Given a nontrivial positive measure μ on the unit circle T, the associated Christoffel–Darboux kernels are K_n(z,w;μ)=∑_k=0 ⁿφ_k(w;μ)¯φ_k(z;μ), n≥0, where φ_k(⋅;μ) are the orthonormal polynomials with respect to the measure μ. Let the positive measure ν on the unit circle be given by dν(z)=|G_2m(z)|dμ(z), where G_2m is a conjugate reciprocal polynomial of exact degree 2m. We establish a determinantal formula expressing {K_n(z,w;ν)}_n≥0 directly in terms of {K_n(z,w;μ)}_n≥0. Furthermore, we consider the special case of w=1; it is known that appropriately normalized polynomials K_n(z,1;μ) satisfy a recurrence relation whose coefficients are given in terms of two sets of real parameters {c_n(μ)}_n=1 ^∞ and {g_n(μ)}_n=1 ^∞, with 0<g_n<1 for n≥1. The double sequence {(c_n(μ),g_n(μ))}_n=1 ^∞ characterizes the measure μ. A natural question about the relation between the parameters c_n(μ), g_n(μ), associated with μ, and the sequences c_n(ν), g_n(ν), corresponding to ν, is also addressed.
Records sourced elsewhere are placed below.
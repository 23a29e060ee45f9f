//! Listing and releasing pending entries.
//!
//! Draining is read-only and can be repeated at any time: an entry stays
//! pending until [`Spool::release`] deletes it, so a dispatcher that crashes
//! mid-entry finds the same entry again on restart.

use std::io;
use std::time::{Duration, SystemTime};

use tracing::{debug, warn};

use super::entry::{SpoolEntry, TEMP_PREFIX};
use super::fsync::fsync_dir;
use super::{Result, Spool};

/// Pending entries in arrival order, as returned by [`Spool::drain`].
///
/// The directory is listed once when the drain starts; payloads are only read
/// when the caller asks for them.
#[derive(Debug)]
pub struct Drain {
    entries: std::vec::IntoIter<SpoolEntry>,
}

impl Iterator for Drain {
    type Item = SpoolEntry;

    fn next(&mut self) -> Option<SpoolEntry> {
        self.entries.next()
    }

    fn size_hint(&self) -> (usize, Option<usize>) {
        self.entries.size_hint()
    }
}

impl ExactSizeIterator for Drain {}

impl Spool {
    /// Lists pending entries, oldest first.
    ///
    /// Only regular files with well-formed entry names are returned. Temp
    /// files, directories, symlinks and foreign files are skipped. A missing
    /// spool directory is an empty spool.
    ///
    /// # Errors
    ///
    /// Returns an error if the spool directory cannot be read.
    pub fn drain(&self) -> Result<Drain> {
        let read_dir = match std::fs::read_dir(self.dir()) {
            Ok(rd) => rd,
            Err(e) if e.kind() == io::ErrorKind::NotFound => {
                return Ok(Drain {
                    entries: Vec::new().into_iter(),
                });
            }
            Err(e) => return Err(e.into()),
        };

        let mut pending = Vec::new();
        for dir_entry in read_dir {
            let dir_entry = dir_entry?;
            if !dir_entry.file_type()?.is_file() {
                continue;
            }
            let file_name = dir_entry.file_name();
            let Some(name) = file_name.to_str() else {
                continue;
            };
            if name.starts_with(TEMP_PREFIX) {
                continue;
            }
            match SpoolEntry::from_file_name(self.dir(), name) {
                Some(entry) => pending.push(entry),
                None => debug!(file = %name, "Ignoring foreign file in spool"),
            }
        }

        pending.sort_by(SpoolEntry::arrival_cmp);

        Ok(Drain {
            entries: pending.into_iter(),
        })
    }

    /// Returns the number of pending entries.
    pub fn count_pending(&self) -> Result<usize> {
        Ok(self.drain()?.len())
    }

    /// Deletes an entry. Deleting an entry that is already gone succeeds.
    pub fn release(&self, entry: &SpoolEntry) -> Result<()> {
        match std::fs::remove_file(&entry.path) {
            Ok(()) => {}
            Err(e) if e.kind() == io::ErrorKind::NotFound => return Ok(()),
            Err(e) => return Err(e.into()),
        }
        fsync_dir(self.dir())?;
        Ok(())
    }

    /// Removes temp files older than `max_age`.
    ///
    /// Temp files are the staging names used by [`Spool::enqueue`]; one that
    /// outlives a write means the writer died before publishing it. Young temp
    /// files are left alone because a receiver may be writing them right now.
    pub fn cleanup_stale_temp(&self, max_age: Duration) -> Result<usize> {
        let read_dir = match std::fs::read_dir(self.dir()) {
            Ok(rd) => rd,
            Err(e) if e.kind() == io::ErrorKind::NotFound => return Ok(0),
            Err(e) => return Err(e.into()),
        };

        let cutoff = SystemTime::now()
            .checked_sub(max_age)
            .unwrap_or(SystemTime::UNIX_EPOCH);
        let mut removed = 0;

        for dir_entry in read_dir {
            let dir_entry = dir_entry?;
            let is_temp = dir_entry
                .file_name()
                .to_str()
                .is_some_and(|n| n.starts_with(TEMP_PREFIX));

            if is_temp
                && let Ok(metadata) = dir_entry.metadata()
                && metadata.is_file()
                && let Ok(modified) = metadata.modified()
                && modified < cutoff
            {
                match std::fs::remove_file(dir_entry.path()) {
                    Ok(()) => removed += 1,
                    Err(e) => {
                        warn!(path = %dir_entry.path().display(), error = %e, "Failed to remove stale temp file")
                    }
                }
            }
        }

        if removed > 0 {
            fsync_dir(self.dir())?;
        }
        Ok(removed)
    }
}
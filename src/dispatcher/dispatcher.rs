//! Spool drain loop.
//!
//! # Event Processing Flow
//!
//! 1. Sweep stale temp files left by crashed writers (startup only)
//! 2. Wait in **Idle** for a filesystem notification or the fallback poll
//! 3. In **Draining**, list the spool and take entries oldest first
//! 4. Resolve the hook, run its action to completion, then release the entry
//! 5. List again; go back to Idle once nothing new is pending
//!
//! # Critical Invariant
//!
//! An entry is released only after its action has returned (successfully or
//! not). A dispatcher killed mid-action leaves the entry in place and handles
//! it again after restart. An entry whose payload cannot be read is never
//! released; it stays on disk for the next run.

use std::collections::HashSet;

use thiserror::Error;
use tokio::time::MissedTickBehavior;
use tokio_util::sync::CancellationToken;
use tracing::{debug, error, info, instrument, trace, warn};

use crate::handlers::{HandlerError, HandlerRegistry, Invocation};
use crate::spool::{Spool, SpoolEntry, SpoolError};
use crate::types::{EntryId, HookName};

use super::config::{DispatcherConfig, MIN_POLL_INTERVAL};
use super::watcher::SpoolWatcher;

/// Errors from handling spool entries.
///
/// Only [`DispatchError::Spool`] from listing the directory ever leaves
/// [`Dispatcher::drain_all`]; the rest are per-entry outcomes that are only
/// logged.
#[derive(Debug, Error)]
pub enum DispatchError {
    /// No route matches the entry's hook.
    #[error("no handler registered for hook {0}")]
    UnmatchedHook(HookName),

    /// The action ran and failed.
    #[error(transparent)]
    Handler(#[from] HandlerError),

    /// The action panicked.
    #[error("action {action} panicked: {message}")]
    HandlerPanicked { action: String, message: String },

    /// Spool operation failed.
    #[error("spool error: {0}")]
    Spool(#[from] SpoolError),
}

/// Result type for dispatcher operations.
pub type Result<T> = std::result::Result<T, DispatchError>;

/// Where the dispatcher is in its cycle.
#[derive(Debug, Clone, Copy, PartialEq, Eq)]
pub enum DispatcherState {
    /// Waiting for new spool activity.
    Idle,
    /// Handling pending entries.
    Draining,
}

/// Counts from one [`Dispatcher::drain_all`].
#[derive(Debug, Clone, Copy, Default, PartialEq, Eq)]
pub struct DrainReport {
    /// Entries whose action succeeded.
    pub handled: usize,
    /// Entries whose action failed or panicked.
    pub failed: usize,
    /// Entries with no matching route.
    pub unmatched: usize,
    /// Entries whose payload could not be read.
    pub unreadable: usize,
}

impl DrainReport {
    pub fn total(&self) -> usize {
        self.handled + self.failed + self.unmatched + self.unreadable
    }
}

/// The single consumer of a spool.
pub struct Dispatcher {
    spool: Spool,
    registry: HandlerRegistry,
    config: DispatcherConfig,
    state: DispatcherState,

    /// Entries already dealt with in this run that are still on disk, either
    /// because their release failed or their payload was unreadable. Pruned
    /// to the live listing on every pass.
    seen: HashSet<EntryId>,
}

impl Dispatcher {
    pub fn new(spool: Spool, registry: HandlerRegistry, config: DispatcherConfig) -> Self {
        Dispatcher {
            spool,
            registry,
            config,
            state: DispatcherState::Idle,
            seen: HashSet::new(),
        }
    }

    pub fn state(&self) -> DispatcherState {
        self.state
    }

    pub fn spool(&self) -> &Spool {
        &self.spool
    }

    // ─── Async Event Loop ─────────────────────────────────────────────────────────

    /// Runs until `shutdown` is cancelled.
    ///
    /// The first poll tick fires immediately, so entries left over from a
    /// previous run are handled before waiting for anything new.
    ///
    /// # Errors
    ///
    /// Fails only if the spool directory cannot be created. Everything after
    /// startup is logged and retried on the next wakeup.
    #[instrument(skip_all, fields(spool = %self.spool.dir().display()))]
    pub async fn run(mut self, shutdown: CancellationToken) -> Result<()> {
        std::fs::create_dir_all(self.spool.dir()).map_err(SpoolError::Io)?;
        info!(routes = self.registry.len(), "Dispatcher started");

        match self.spool.cleanup_stale_temp(self.config.stale_temp_age) {
            Ok(0) => {}
            Ok(removed) => info!(removed, "Removed stale spool temp files"),
            Err(e) => warn!(error = %e, "Failed to sweep stale spool temp files"),
        }

        let mut watcher = match SpoolWatcher::spawn(self.spool.dir()) {
            Ok(w) => Some(w),
            Err(e) => {
                warn!(error = %e, "Filesystem notifications unavailable, relying on polling");
                None
            }
        };

        // The fields are public, so the builder's clamp may have been bypassed.
        let mut poll = tokio::time::interval(self.config.poll_interval.max(MIN_POLL_INTERVAL));
        poll.set_missed_tick_behavior(MissedTickBehavior::Delay);

        loop {
            let mut watcher_closed = false;

            tokio::select! {
                _ = shutdown.cancelled() => {
                    info!("Shutdown signal received, stopping dispatcher");
                    break;
                }

                _ = poll.tick() => {
                    trace!("Fallback poll");
                }

                woke = async {
                    match watcher.as_mut() {
                        Some(w) => w.changed().await,
                        None => std::future::pending().await,
                    }
                } => {
                    trace!("Spool changed");
                    watcher_closed = !woke;
                }
            }

            if watcher_closed {
                warn!("Spool watcher stopped, relying on polling");
                watcher = None;
            }

            if let Err(e) = self.drain_all(&shutdown).await {
                error!(error = %e, "Failed to drain spool");
            }
        }

        info!("Dispatcher stopped");
        Ok(())
    }

    /// Handles every pending entry, including ones that arrive meanwhile.
    ///
    /// Stops early, leaving the rest pending, once `shutdown` is cancelled.
    pub async fn drain_all(&mut self, shutdown: &CancellationToken) -> Result<DrainReport> {
        self.state = DispatcherState::Draining;
        let result = self.drain_passes(shutdown).await;
        self.state = DispatcherState::Idle;
        result
    }

    async fn drain_passes(&mut self, shutdown: &CancellationToken) -> Result<DrainReport> {
        let mut report = DrainReport::default();

        loop {
            let listed: Vec<SpoolEntry> = self.spool.drain()?.collect();
            let live: HashSet<&EntryId> = listed.iter().map(|e| &e.id).collect();
            self.seen.retain(|id| live.contains(id));

            let fresh: Vec<SpoolEntry> = listed
                .iter()
                .filter(|e| !self.seen.contains(&e.id))
                .cloned()
                .collect();
            if fresh.is_empty() {
                break;
            }

            for entry in fresh {
                if shutdown.is_cancelled() {
                    debug!("Shutdown requested, leaving remaining entries pending");
                    return Ok(report);
                }
                self.handle_entry(&entry, &mut report).await;
            }
        }

        if report.total() > 0 {
            info!(
                handled = report.handled,
                failed = report.failed,
                unmatched = report.unmatched,
                unreadable = report.unreadable,
                "Spool drained"
            );
        }
        Ok(report)
    }

    /// Dispatches one entry, records the outcome and releases the entry.
    ///
    /// Unreadable entries are left on disk and only marked as seen, so a
    /// restart (or an operator fixing permissions) gets another go at them.
    async fn handle_entry(&mut self, entry: &SpoolEntry, report: &mut DrainReport) {
        self.seen.insert(entry.id.clone());

        match self.dispatch(entry).await {
            Ok(action) => {
                info!(entry = %entry.id, hook = %entry.hook, action = %action, "Action completed");
                report.handled += 1;
            }
            Err(e @ DispatchError::UnmatchedHook(_)) => {
                warn!(entry = %entry.id, error = %e, "Discarding entry");
                report.unmatched += 1;
            }
            Err(e @ DispatchError::Spool(_)) => {
                warn!(entry = %entry.id, error = %e, "Could not read entry payload, leaving it pending");
                report.unreadable += 1;
                return;
            }
            Err(e) => {
                error!(entry = %entry.id, hook = %entry.hook, error = %e, "Action failed");
                report.failed += 1;
            }
        }

        if let Err(e) = self.spool.release(entry) {
            error!(entry = %entry.id, error = %e, "Failed to release entry");
        }
    }

    /// Resolves and runs the action for one entry, returning the action name.
    async fn dispatch(&self, entry: &SpoolEntry) -> Result<String> {
        let action = self
            .registry
            .resolve(entry.hook.as_str())
            .ok_or_else(|| DispatchError::UnmatchedHook(entry.hook.clone()))?;
        let name = action.name().to_string();

        let invocation = Invocation {
            hook: entry.hook.clone(),
            payload: entry.read_payload()?,
        };

        debug!(entry = %entry.id, hook = %entry.hook, action = %name, "Invoking action");

        // Actions block on child processes; keep them off the async workers.
        match tokio::task::spawn_blocking(move || action.invoke(&invocation)).await {
            Ok(Ok(())) => Ok(name),
            Ok(Err(e)) => Err(e.into()),
            Err(join) => Err(DispatchError::HandlerPanicked {
                action: name,
                message: join.to_string(),
            }),
        }
    }
}
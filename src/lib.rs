//! Go's defer for Rust.
//!
//! Defer postpones a call until the end of the enclosing [`with_defer`]
//! scope. Deferred calls are pushed onto a per-scope registry and run in
//! LIFO (last-in-first-out) order on every exit path, including `Err`
//! propagation and panics.
//!
//! ```
//! use go_defer::{defer, with_defer};
//!
//! with_defer(|_scope| {
//!     for i in 0..4 {
//!         defer(move || println!("{}", i)).expect("scope is open");
//!     }
//! });
//! // prints 3, 2, 1, 0
//! ```
//!
//! Helpers that should not depend on the ambient lookup can take the
//! [`Scope`] handle instead and register through [`Scope::defer`].

mod error;
mod registry;
mod scope;
mod sink;

pub use error::{Error, Result};
pub use registry::Origin;
pub use scope::{defer, with_defer, with_defer_reporting, Scope};
pub use sink::{CleanupSink, LogSink};

/// Statement sugar over [`defer()`]
#[macro_export]
macro_rules! defer {
    ($($body:tt)*) => {
        $crate::defer(move || { $($body)*; })
    };
}
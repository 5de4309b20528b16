use std::cell::RefCell;
use std::sync::Arc;

use crate::error::Error;
use crate::registry::{CleanupEntry, Origin, Registry};
use crate::sink::{CleanupSink, LogSink};

thread_local! {
    /// Scopes currently active on this thread, innermost last.
    ///
    /// [`defer()`] resolves the registry by dynamic extent, so any amount
    /// of helper indirection between the wrapper and the registration
    /// works.
    static ACTIVE_SCOPES: RefCell<Vec<Scope>> = RefCell::new(Vec::new());
}

/// Handle to the cleanup registry of one [`with_defer`] invocation.
///
/// The handle is cheap to clone and can be passed down to helpers that
/// want to register cleanups without relying on the ambient [`defer()`]
/// lookup. Once the owning invocation has drained, every surviving handle
/// is closed for registration.
#[derive(Clone)]
pub struct Scope {
    registry: Arc<Registry>,
    sink: Arc<dyn CleanupSink>,
}

impl Scope {
    fn new(sink: Arc<dyn CleanupSink>) -> Self {
        Scope {
            registry: Arc::new(Registry::new()),
            sink,
        }
    }

    /// Queue `action` to run when this scope exits.
    ///
    /// The closure captures its arguments now, not at drain time. Actions
    /// run in reverse registration order.
    #[track_caller]
    pub fn defer<F>(&self, action: F) -> Result<(), Error>
    where
        F: FnOnce() + 'static,
    {
        self.registry
            .append(CleanupEntry::new(Box::new(action), Origin::caller()))
    }

    fn drain(&self) {
        self.registry.drain(self.sink.as_ref());
    }

    fn same_registry(&self, other: &Scope) -> bool {
        Arc::ptr_eq(&self.registry, &other.registry)
    }
}

/// Queue `action` on the innermost scope active on this thread.
///
/// Fails with [`Error::NotInScope`] when no [`with_defer`] invocation is in
/// progress, and with [`Error::RegistryClosed`] when called from inside a
/// cleanup action of the scope that is currently draining.
#[track_caller]
pub fn defer<F>(action: F) -> Result<(), Error>
where
    F: FnOnce() + 'static,
{
    let origin = Origin::caller();
    let innermost = ACTIVE_SCOPES.with(|scopes| scopes.borrow().last().cloned());
    match innermost {
        Some(scope) => scope
            .registry
            .append(CleanupEntry::new(Box::new(action), origin)),
        None => Err(Error::NotInScope),
    }
}

/// Run `f` inside a fresh cleanup scope.
///
/// Every cleanup registered during `f` runs when `f` exits, last registered
/// first, on all exit paths: normal return, `Err` propagation and panic.
/// `f`'s return value passes through unchanged after the drain, and a panic
/// resumes unwinding unchanged once all cleanups have run. Failing cleanups
/// are logged through the `log` facade.
///
/// Each invocation gets its own registry, so recursive wrapped calls do not
/// share pending cleanups.
pub fn with_defer<F, R>(f: F) -> R
where
    F: FnOnce(&Scope) -> R,
{
    with_defer_reporting(Arc::new(LogSink), f)
}

/// Same as [`with_defer`], but failing cleanups are reported to `sink`
/// instead of the `log` facade.
pub fn with_defer_reporting<F, R>(sink: Arc<dyn CleanupSink>, f: F) -> R
where
    F: FnOnce(&Scope) -> R,
{
    let scope = Scope::new(sink);
    ACTIVE_SCOPES.with(|scopes| scopes.borrow_mut().push(scope.clone()));
    let _guard = DrainGuard {
        scope: scope.clone(),
    };
    f(&scope)
}

/// Drains and unregisters its scope on drop, so the cleanups also run while
/// unwinding from a panic in the wrapped function.
struct DrainGuard {
    scope: Scope,
}

impl Drop for DrainGuard {
    fn drop(&mut self) {
        // Drain while the scope is still the innermost one, so a cleanup
        // that calls defer() is rejected with RegistryClosed instead of
        // landing in an outer scope.
        self.scope.drain();
        ACTIVE_SCOPES.with(|scopes| {
            let mut scopes = scopes.borrow_mut();
            debug_assert!(
                matches!(scopes.last(), Some(top) if top.same_registry(&self.scope)),
                "scope stack out of order"
            );
            scopes.pop();
        });
    }
}
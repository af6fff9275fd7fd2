//! Adds coordinates to the raw fuel price dataset.
//!
//! Geocodes the `Address` column of every row through Geoapify and writes the
//! rows back out with `Latitude` and `Longitude` columns. Rows whose address
//! cannot be resolved get empty coordinates.
//!
//! Run with: cargo run --bin enrich_prices -- --input raw.csv --output updated.csv

use clap::Parser;
use std::error::Error;
use tracing::{info, warn};
use tracing_subscriber::EnvFilter;

use fuel_route::config::DEFAULT_GEOAPIFY_BASE_URL;
use fuel_route::domain::Coord;
use fuel_route::geocode::{GeoapifyGeocoder, Geocoder};
use fuel_route::routing::http_client;

/// Geocode fuel station addresses into the price dataset
#[derive(Parser, Debug)]
#[command(version, about, long_about = None)]
struct Cli {
    /// Raw dataset with an `Address` column
    #[arg(long, default_value = "static/data/fuel-prices-for-be-assessment.csv")]
    input: String,

    /// Where to write the dataset with coordinates
    #[arg(long, default_value = "static/data/fuel-prices-for-be-assessment-updated.csv")]
    output: String,
}

/// Returns the index of `name` in `headers`, appending it if absent.
fn column_index(headers: &mut csv::StringRecord, name: &str) -> usize {
    match headers.iter().position(|h| h == name) {
        Some(idx) => idx,
        None => {
            headers.push_field(name);
            headers.len() - 1
        }
    }
}

/// Rewrites one row to `width` fields with the coordinate cells set, or
/// cleared when the address did not resolve.
fn enrich_record(
    record: &csv::StringRecord,
    lat_idx: usize,
    lng_idx: usize,
    width: usize,
    coord: Option<Coord>,
) -> Vec<String> {
    let mut fields: Vec<String> = record.iter().map(str::to_string).collect();
    fields.resize(width.max(lat_idx + 1).max(lng_idx + 1), String::new());
    match coord {
        Some(coord) => {
            fields[lat_idx] = coord.latitude.to_string();
            fields[lng_idx] = coord.longitude.to_string();
        }
        None => {
            fields[lat_idx].clear();
            fields[lng_idx].clear();
        }
    }
    fields
}

#[tokio::main]
async fn main() -> Result<(), Box<dyn Error>> {
    dotenvy::dotenv().ok();
    tracing_subscriber::fmt()
        .with_env_filter(EnvFilter::from_default_env().add_directive("enrich_prices=info".parse()?))
        .init();

    let cli = Cli::parse();
    let api_key = std::env::var("GEOAPIFY_API_KEY").map_err(|_| "Missing environment variable GEOAPIFY_API_KEY")?;
    let base_url = std::env::var("GEOAPIFY_BASE_URL").unwrap_or_else(|_| DEFAULT_GEOAPIFY_BASE_URL.to_string());
    let geocoder = GeoapifyGeocoder::new(http_client()?, base_url, api_key);

    let mut reader = csv::Reader::from_path(&cli.input)?;
    let mut headers = reader.headers()?.clone();
    let address_idx = headers
        .iter()
        .position(|h| h == "Address")
        .ok_or("Input has no Address column")?;
    let lat_idx = column_index(&mut headers, "Latitude");
    let lng_idx = column_index(&mut headers, "Longitude");

    let mut writer = csv::Writer::from_path(&cli.output)?;
    writer.write_record(&headers)?;

    let (mut rows, mut resolved) = (0usize, 0usize);
    for record in reader.records() {
        let record = record?;
        let address = record.get(address_idx).unwrap_or_default();

        let coord = match geocoder.geocode(address).await {
            Ok(coord) => coord,
            Err(e) => {
                warn!("Geocoding {:?} failed: {}", address, e);
                None
            }
        };

        if coord.is_some() {
            resolved += 1;
        }
        writer.write_record(&enrich_record(&record, lat_idx, lng_idx, headers.len(), coord))?;
        rows += 1;
    }
    writer.flush()?;

    info!("Geocoded {} of {} rows into {}", resolved, rows, cli.output);
    Ok(())
}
Finally, examples are considered, such as the Geronimus weight (a measure supported on an arc of T), a measure for which the Christoffel–Darboux kernels, with w=1, are given by basic hypergeometric polynomials and a measure for which the orthogonal polynomials and the Christoffel–Darboux kernels, again with w=1, are given by hypergeometric polynomials.